Gen. Douglas MacArthur, a brilliant governor of Japan, was named U.N. commander in Korea and given the initial mandate to restore the 38th Parallel. Truman immediately approved the dispatch of 30,000 American soldiers to South Korea, and soon of four more divisions (including, on MacArthur’s correct recommendation, the entire U.S. occupation garrison in Japan). Showing his decisive nature and gift for tough command decisions, Truman doubled the annual defense budget, fired the erratic Louis Johnson as defense secretary, and plucked from retirement, one last time, Gen. George C. Marshall to replace him.
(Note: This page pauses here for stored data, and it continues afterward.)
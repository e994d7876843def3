//! `SQLite` PRAGMA configuration for optimal performance.

use crate::error::DbResult;
use rusqlite::Connection;

/// Applies performance-tuned PRAGMA settings.
///
/// These settings optimize for:
/// - Concurrent readers during writes (WAL mode)
/// - Large working sets (8MB cache, 64MB mmap)
/// - Reliability (foreign keys, busy timeout)
///
/// # Errors
///
/// Returns `DbError::Sqlite` if any PRAGMA statement fails.
pub fn apply_pragmas(conn: &Connection) -> DbResult<()> {
    // Use prepare + step pattern which handles both void and result-returning statements

    // WAL mode enables concurrent readers during writes
    conn.prepare("PRAGMA journal_mode = WAL")?
        .query([])?
        .next()?;

    // Synchronous NORMAL is safe with WAL, faster than FULL
    conn.prepare("PRAGMA synchronous = NORMAL")?
        .query([])?
        .next()?;

    // 8MB page cache
    conn.prepare("PRAGMA cache_size = -8000")?
        .query([])?
        .next()?;

    // 64MB memory-mapped I/O for faster reads
    conn.prepare("PRAGMA mmap_size = 67108864")?
        .query([])?
        .next()?;

    // 5 second busy timeout for lock contention
    conn.prepare("PRAGMA busy_timeout = 5000")?
        .query([])?
        .next()?;

    // Enable foreign key constraints
    conn.prepare("PRAGMA foreign_keys = ON")?
        .query([])?
        .next()?;

    // Temp tables in memory
    conn.prepare("PRAGMA temp_store = MEMORY")?
        .query([])?
        .next()?;

    Ok(())
}

#[cfg(test)]
mod tests {
    use super::*;

    #[test]
    fn test_pragmas_apply() {
        let conn = Connection::open_in_memory().unwrap();
        apply_pragmas(&conn).unwrap();

        let journal_mode: String = conn
            .query_row("PRAGMA journal_mode", [], |row| row.get(0))
            .unwrap();
        // In-memory databases use "memory" journal mode instead of WAL
        assert!(journal_mode.to_lowercase() == "wal" || journal_mode.to_lowercase() == "memory");
    }
}
//! sari: workspace-scoped code search and retrieval over MCP.
//!
//! The server keeps a persistent FTS5 index of one or more workspace
//! roots in sync with the source tree and answers structured queries
//! through MCP tools, with a stabilization layer that keeps the surface
//! usable by automated agents (budgets, evidence refs, next-call hints).
//!
//! # Architecture
//!
//! ```text
//! ┌─────────────────────────────────────────────┐
//! │      MCP transport (Content-Length/JSONL)    │
//! │        request queue + worker pool           │
//! └─────────────────┬───────────────────────────┘
//!                   │
//! ┌─────────────────▼───────────────────────────┐
//! │               Tool registry                  │
//! │  search, read, list_*, call_graph, doctor…   │
//! └───────┬───────────────────┬─────────────────┘
//!         │                   │
//! ┌───────▼────────┐  ┌───────▼─────────────────┐
//! │ Stabilization  │  │     Query engine         │
//! │ budgets/gates  │  │  FTS5 bm25 + boosts      │
//! └────────────────┘  └───────┬─────────────────┘
//!                             │
//! ┌───────────────────────────▼─────────────────┐
//! │                  Store                       │
//! │   r2d2 readers · single writer thread        │
//! └───────────────────────────▲─────────────────┘
//!                             │
//! ┌───────────────────────────┴─────────────────┐
//! │  Indexer: scanner → extractor pool → writer  │
//! │        (resource-governed concurrency)       │
//! └─────────────────────────────────────────────┘
//! ```

pub mod engine;
pub mod error;
pub mod extract;
pub mod indexer;
pub mod mcp;
pub mod pack;
pub mod scanner;
pub mod service;
pub mod settings;
pub mod stabilize;
pub mod store;
pub mod tools;
pub mod types;
pub mod workspace;

pub use error::{Result, ServerError, ToolCode, ToolError};
pub use service::Service;
pub use settings::Settings;

/// Server version reported through `initialize` and `sari/identify`.
pub const VERSION: &str = env!("CARGO_PKG_VERSION");
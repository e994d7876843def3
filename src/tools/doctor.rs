//! Read-only health checks.
//!
//! Each probe reports `ok`, `warn`, or `fail` with a short detail line;
//! anything below `ok` contributes a recommendation the operator (or the
//! calling agent) can act on. Probes never mutate state.

use super::{error_response, parse_args, ToolContext};
use crate::extract::ast;
use crate::pack::{enc_text, pack_header, pack_line, ToolResponse};
use schemars::JsonSchema;
use serde::Deserialize;
use serde_json::{json, Value};

const TOOL: &str = "doctor";
const MIN_FREE_BYTES: u64 = 100 * 1024 * 1024;

#[derive(Debug, Deserialize, JsonSchema)]
#[serde(deny_unknown_fields)]
pub struct DoctorArgs {
    #[serde(default)]
    pub session_id: Option<String>,
    #[serde(default)]
    pub connection_id: Option<String>,
}

struct Check {
    name: &'static str,
    status: &'static str,
    detail: String,
    recommendation: Option<String>,
}

impl Check {
    fn ok(name: &'static str, detail: impl Into<String>) -> Self {
        Self {
            name,
            status: "ok",
            detail: detail.into(),
            recommendation: None,
        }
    }

    fn warn(name: &'static str, detail: impl Into<String>, rec: impl Into<String>) -> Self {
        Self {
            name,
            status: "warn",
            detail: detail.into(),
            recommendation: Some(rec.into()),
        }
    }

    fn fail(name: &'static str, detail: impl Into<String>, rec: impl Into<String>) -> Self {
        Self {
            name,
            status: "fail",
            detail: detail.into(),
            recommendation: Some(rec.into()),
        }
    }
}

pub fn execute_doctor(ctx: &ToolContext, raw_args: &Value) -> ToolResponse {
    let _args: DoctorArgs = match parse_args(raw_args) {
        Ok(a) => a,
        Err(e) => return error_response(ctx, TOOL, e),
    };

    let checks = vec![
        check_daemon(ctx),
        check_db_access(ctx),
        check_disk_space(ctx),
        check_tokenizer(ctx),
        check_tree_sitter(),
        check_writer(ctx),
        check_queues(ctx),
    ];

    let recommendations: Vec<String> = checks
        .iter()
        .filter_map(|c| c.recommendation.clone())
        .collect();
    let healthy = checks.iter().all(|c| c.status == "ok");

    let results: Vec<Value> = checks
        .iter()
        .map(|c| {
            json!({
                "name": c.name,
                "status": c.status,
                "detail": &c.detail,
            })
        })
        .collect();
    let payload = json!({
        "healthy": healthy,
        "results": results,
        "recommendations": &recommendations,
    });

    let mut lines = vec![pack_header(
        TOOL,
        &[("healthy", healthy.to_string())],
        Some(checks.len()),
        None,
        None,
    )];
    for c in &checks {
        lines.push(pack_line(
            "c",
            &[
                ("name", enc_text(c.name)),
                ("status", c.status.to_string()),
                ("detail", enc_text(&c.detail)),
            ],
        ));
    }
    for rec in &recommendations {
        lines.push(pack_line("rec", &[("msg", enc_text(rec))]));
    }
    ToolResponse::ok(payload, lines.join("\n"))
}

fn check_daemon(ctx: &ToolContext) -> Check {
    Check::ok(
        "Sari Daemon",
        format!(
            "pid {} serving {} root(s)",
            std::process::id(),
            ctx.roots.len()
        ),
    )
}

fn check_db_access(ctx: &ToolContext) -> Check {
    let db_path = ctx.store.db_path().to_path_buf();
    let Some(dir) = db_path.parent() else {
        return Check::fail(
            "DB Access",
            "database path has no parent directory",
            "set SARI_DB_PATH to a writable location",
        );
    };
    let probe = dir.join(".sari-doctor-probe");
    let writable = std::fs::write(&probe, b"ok").is_ok();
    let _ = std::fs::remove_file(&probe);
    if !writable {
        return Check::fail(
            "DB Access",
            format!("cannot write in {}", dir.display()),
            format!("restore write permission on {}", dir.display()),
        );
    }
    if !ctx
        .store
        .has_table_columns("files", &["db_path", "content_hash", "scan_ts", "deleted_ts"])
    {
        return Check::fail(
            "DB Access",
            "files table is missing critical columns",
            "delete the index database and rescan to rebuild the schema",
        );
    }
    match ctx.store.conn() {
        Ok(_) => Check::ok("DB Access", format!("read/write ok at {}", db_path.display())),
        Err(e) => Check::fail(
            "DB Access",
            format!("read connection failed: {e}"),
            "delete the index database and rescan",
        ),
    }
}

fn check_disk_space(ctx: &ToolContext) -> Check {
    let db_path = ctx.store.db_path().to_path_buf();
    let disks = sysinfo::Disks::new_with_refreshed_list();
    let available = disks
        .list()
        .iter()
        .filter(|d| db_path.starts_with(d.mount_point()))
        .max_by_key(|d| d.mount_point().as_os_str().len())
        .map(|d| d.available_space());
    match available {
        Some(free) if free >= MIN_FREE_BYTES => Check::ok(
            "Disk Space",
            format!("{} MiB free", free / (1024 * 1024)),
        ),
        Some(free) => Check::warn(
            "Disk Space",
            format!("only {} MiB free", free / (1024 * 1024)),
            "free disk space; the index may fail to grow",
        ),
        None => Check::ok("Disk Space", "mount point not resolved; skipping"),
    }
}

fn check_tokenizer(ctx: &ToolContext) -> Check {
    if ctx.engine.tokenizer_ready() {
        Check::ok(
            "Tokenizer",
            format!("bundle '{}' ready", ctx.engine.tokenizer_bundle_tag()),
        )
    } else {
        Check::warn(
            "Tokenizer",
            "no CJK tokenizer available",
            "CJK queries will degrade; install a tokenizer bundle",
        )
    }
}

fn check_tree_sitter() -> Check {
    if ast::backend_available() {
        Check::ok("Tree-sitter", "AST backend compiled in")
    } else {
        Check::warn(
            "Tree-sitter",
            "AST backend not compiled in",
            "rebuild with the 'ast' feature for symbol-accurate extraction",
        )
    }
}

fn check_writer(ctx: &ToolContext) -> Check {
    if !ctx.store.writer_alive() {
        return Check::fail(
            "Writer Health",
            "writer thread is not responding",
            "restart the service; queued writes are parked in the tasks table",
        );
    }
    match ctx.store.count_failed_tasks() {
        Ok((0, _)) => Check::ok("Writer Health", "writer alive, no failed tasks"),
        Ok((total, high)) => Check::warn(
            "Writer Health",
            format!("{total} failed write task(s), {high} high priority"),
            "run scan_once to retry failed writes",
        ),
        Err(e) => Check::fail(
            "Writer Health",
            format!("task query failed: {e}"),
            "check the index database integrity",
        ),
    }
}

fn check_queues(ctx: &ToolContext) -> Check {
    let status = ctx.indexer.status();
    let depth = status.fair_queue_depth + status.priority_queue_depth;
    if depth > 2048 {
        Check::warn(
            "Index Queues",
            format!("{depth} queued tasks"),
            "indexing is backlogged; avoid rescans until it drains",
        )
    } else {
        Check::ok("Index Queues", format!("{depth} queued tasks"))
    }
}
MacArthur and his field commander, Gen. Walton Walker, though outnumbered three to one at the beginning of July, retreated skilfully through the month in intense heat and monsoon rains, yielding only about a hundred miles, toward the southern port city of Pusan, which was heavily reinforced and where Walker ordered the U.N. forces to “stand or die; there will be no Dunkirk, no Bataan.” (The circumstances were hardly comparable, but it was a stirring order of the day.)

MacArthur secured approval of his bold plan for a massive amphibious landing at Inchon, in mid-peninsula, 200 miles behind the North Korean lines, which had almost reached Pusan. Approving this plan again distinguished Truman, who respected MacArthur’s military talents, despite the opposition of the envious, slightly Iago-like army chief of staff, Gen. Omar N. Bradley, and Truman’s own view that MacArthur was in some respects “a play actor and a bunco man.”

Because of quickly shifting 30-foot tides, the Inchon landings would have to be completed in about an hour directly on to the sea wall, as there were no beaches to land on. This operation was perfectly executed under MacArthur’s personal supervision, on Sept. 15, 1950; 70,000 men were disembarked from 262 ships in 57 minutes, while Walker broke out of the Pusan perimeter. In two weeks the North Korean army had been almost completely eliminated and 60,000 prisoners had been taken. It was a bone-crushing United Nations victory and one of the swiftest military theater campaign reversals in all of history.

Having fulfilled his mandate to reestablish the 38th Parallel, MacArthur was now ordered by Truman, with the full concurrence of Marshall, Acheson, and even the recently converted Bradley, and by the United Nations, still meeting without Soviet participation, to invade the North and complete the destruction of the North Korean army. Most of the U.N. forces (95 percent South Korean or American; the United States had already taken 20,000 casualties) had entered the North by October 9.